To trace both sample and `[<-` gives 2 calls to sample.
trace(sample)
trace(`[<-`)
df[sample(nrow(df), 3),]$treated <- TRUE
trace: sample(nrow(df), 3)
trace: `[<-`(`*tmp*`, sample(nrow(df), 3), , value = list(unit = c(7L,
6L, 8L), treated = c(TRUE, TRUE, TRUE)))
trace: sample(nrow(df), 3)
Regards,
Rui Barradas
Às 17:20 de 19/06/2020, William Dunlap escreveu:
The first subscript argument is getting evaluated twice.
> trace(sample)
> set.seed(2020); df[i<-sample(10,3), ]$Treated <- TRUE
trace: sample(10, 3)
trace: sample(10, 3)
> i
[1] 1 10 4
> set.seed(2020); sample(10,3)
trace: sample(10, 3)
[1] 7 6 8
> sample(10,3)
trace: sample(10, 3)
[1] 1 10 4
Bill Dunlap
TIBCO Software
wdunlap tibco.com <http://tibco.com>
On Fri, Jun 19, 2020 at 8:46 AM Rui Barradas <ruipbarra...@sapo.pt
<mailto:ruipbarra...@sapo.pt>> wrote:
Hello,
I don't have an answer on the reason why this happens but it seems
like
a bug. Where?
In which of `[<-.data.frame` or `[<-.default`?

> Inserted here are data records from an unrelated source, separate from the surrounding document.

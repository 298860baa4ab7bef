use anyhow::Result;
use sea_orm::{ConnectOptions, ConnectionTrait, Database, DatabaseConnection, Statement};
use std::path::Path;
use std::time::Duration;
use tracing::info;

use crate::config::GeneralConfig;

pub mod migrator;

/// Pool sizing and timeouts for the store connection.
#[derive(Debug, Clone, Copy)]
pub struct PoolOptions {
    pub max_connections: u32,
    pub min_connections: u32,
    /// Fail fast instead of queueing forever when the pool is exhausted.
    pub acquire_timeout: Duration,
    pub idle_timeout: Duration,
}

impl Default for PoolOptions {
    fn default() -> Self {
        Self {
            max_connections: 5,
            min_connections: 1,
            acquire_timeout: Duration::from_secs(10),
            idle_timeout: Duration::from_secs(300),
        }
    }
}

impl From<&GeneralConfig> for PoolOptions {
    fn from(general: &GeneralConfig) -> Self {
        Self {
            max_connections: general.max_db_connections,
            min_connections: general.min_db_connections,
            acquire_timeout: Duration::from_secs(general.db_acquire_timeout_seconds),
            idle_timeout: Duration::from_secs(general.db_idle_timeout_seconds),
        }
    }
}

/// Handle on the persistent store.
///
/// The connection is deliberately not public: reads and writes of identity
/// data go through [`crate::gateway::Gateway`], which is the only module
/// that can satisfy the capability parameter of the query functions.
#[derive(Clone)]
pub struct Store {
    conn: DatabaseConnection,
}

impl Store {
    pub async fn new(db_url: &str) -> Result<Self> {
        Self::with_pool_options(db_url, PoolOptions::default()).await
    }

    pub async fn from_config(general: &GeneralConfig) -> Result<Self> {
        Self::with_pool_options(&general.database_path, PoolOptions::from(general)).await
    }

    pub async fn with_pool_options(db_url: &str, options: PoolOptions) -> Result<Self> {
        use sea_orm_migration::MigratorTrait;

        let in_memory = db_url.contains(":memory:");

        if !in_memory {
            let path_str = db_url.trim_start_matches("sqlite:").trim_start_matches("//");
            if let Some(parent) = Path::new(path_str).parent() {
                tokio::fs::create_dir_all(parent).await.ok();
            }
            if !Path::new(path_str).exists() {
                std::fs::File::create(path_str)?;
            }
        }

        let mut opt = ConnectOptions::new(db_url.to_string());
        opt.connect_timeout(Duration::from_secs(10))
            .acquire_timeout(options.acquire_timeout)
            .sqlx_logging(false);

        if in_memory {
            // Every in-memory connection is its own database; keep exactly one alive.
            opt.max_connections(1).min_connections(1);
        } else {
            opt.max_connections(options.max_connections)
                .min_connections(options.min_connections)
                .idle_timeout(options.idle_timeout)
                .max_lifetime(Duration::from_secs(600));
        }

        let conn = Database::connect(opt).await?;

        migrator::Migrator::up(&conn, None).await?;

        info!(
            "Database connected & migrations applied (pool: {}-{})",
            options.min_connections, options.max_connections
        );

        Ok(Self { conn })
    }

    pub async fn ping(&self) -> Result<()> {
        let backend = self.conn.get_database_backend();
        self.conn
            .query_one(Statement::from_string(backend, "SELECT 1".to_string()))
            .await?;
        Ok(())
    }

    pub(crate) const fn connection(&self) -> &DatabaseConnection {
        &self.conn
    }
}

A solution is to subset and assign the vector:
set.seed(2020)
df2 <- data.frame(unit = 1:10)
df2$treated <- FALSE
df2$treated[sample(nrow(df2), 3)] <- TRUE
df2
# unit treated
#1 1 FALSE
#2 2 FALSE
#3 3 FALSE
#4 4 FALSE
#5 5 FALSE
#6 6 TRUE
#7 7 TRUE
#8 8 TRUE
#9 9 FALSE
#10 10 FALSE
Or
set.seed(2020)
df3 <- data.frame(unit = 1:10)
df3$treated <- FALSE
df3[sample(nrow(df3), 3), "treated"] <- TRUE
df3
# result as expected
Hope this helps,
Rui Barradas
Às 13:49 de 19/06/2020, Sébastien Lahaie escreveu:
> I ran into some strange behavior in R when trying to assign a
treatment to
> rows in a data frame. I'm wondering whether any R experts can
explain
> what's going on.
>
> First, let's assign a treatment to 3 out of 10 rows as follows.
>
>> df <- data.frame(unit = 1:10)
>> df$treated <- FALSE
>> s <- sample(nrow(df), 3)
>> df[s,]$treated <- TRUE
>> df
> unit treated
>
> 1 1 FALSE
>
> 2 2 TRUE
>
> 3 3 FALSE
>
> 4 4 FALSE
>
> 5 5 TRUE
>
> 6 6 FALSE
>
> 7 7 TRUE
>
> 8 8 FALSE
>
> 9 9 FALSE
>
> 10 10 FALSE
>
> This is as expected. Now we'll just skip the intermediate step
of saving
> the sampled indices, and apply the treatment directly as follows.
>
>> df <- data.frame(unit = 1:10)
>> df$treated <- FALSE
>> df[sample(nrow(df), 3),]$treated <- TRUE
>> df
> unit treated
>
> 1 6 TRUE
>
> 2 2 FALSE
>
> 3 3 FALSE
>
> 4 9 TRUE
>
> 5 5 FALSE
>
> 6 6 FALSE
>
> 7 7 FALSE
>
> 8 5 TRUE
>
> 9 9 FALSE
>
> 10 10 FALSE
>
> Now the data frame still has 10 rows with 3 assigned to the
treatment. But
> the units are garbled. Units 1 and 4 have disappeared, for
instance, and
> there are duplicates for 6 and 9, one assigned to treatment and
the other
> to control. Why would this happen?
>
> Thanks,
> Sebastien
>
> [[alternative HTML version deleted]]
>
> ______________________________________________
> R-help@r-project.org <mailto:R-help@r-project.org> mailing list
-- To UNSUBSCRIBE and more, see
> https://stat.ethz.ch/mailman/listinfo/r-help
> PLEASE do read the posting guide
http://www.R-project.org/posting-guide.html
> and provide commented, minimal, self-contained, reproducible code.
--
Este e-mail foi verificado em termos de vírus pelo software
antivírus Avast.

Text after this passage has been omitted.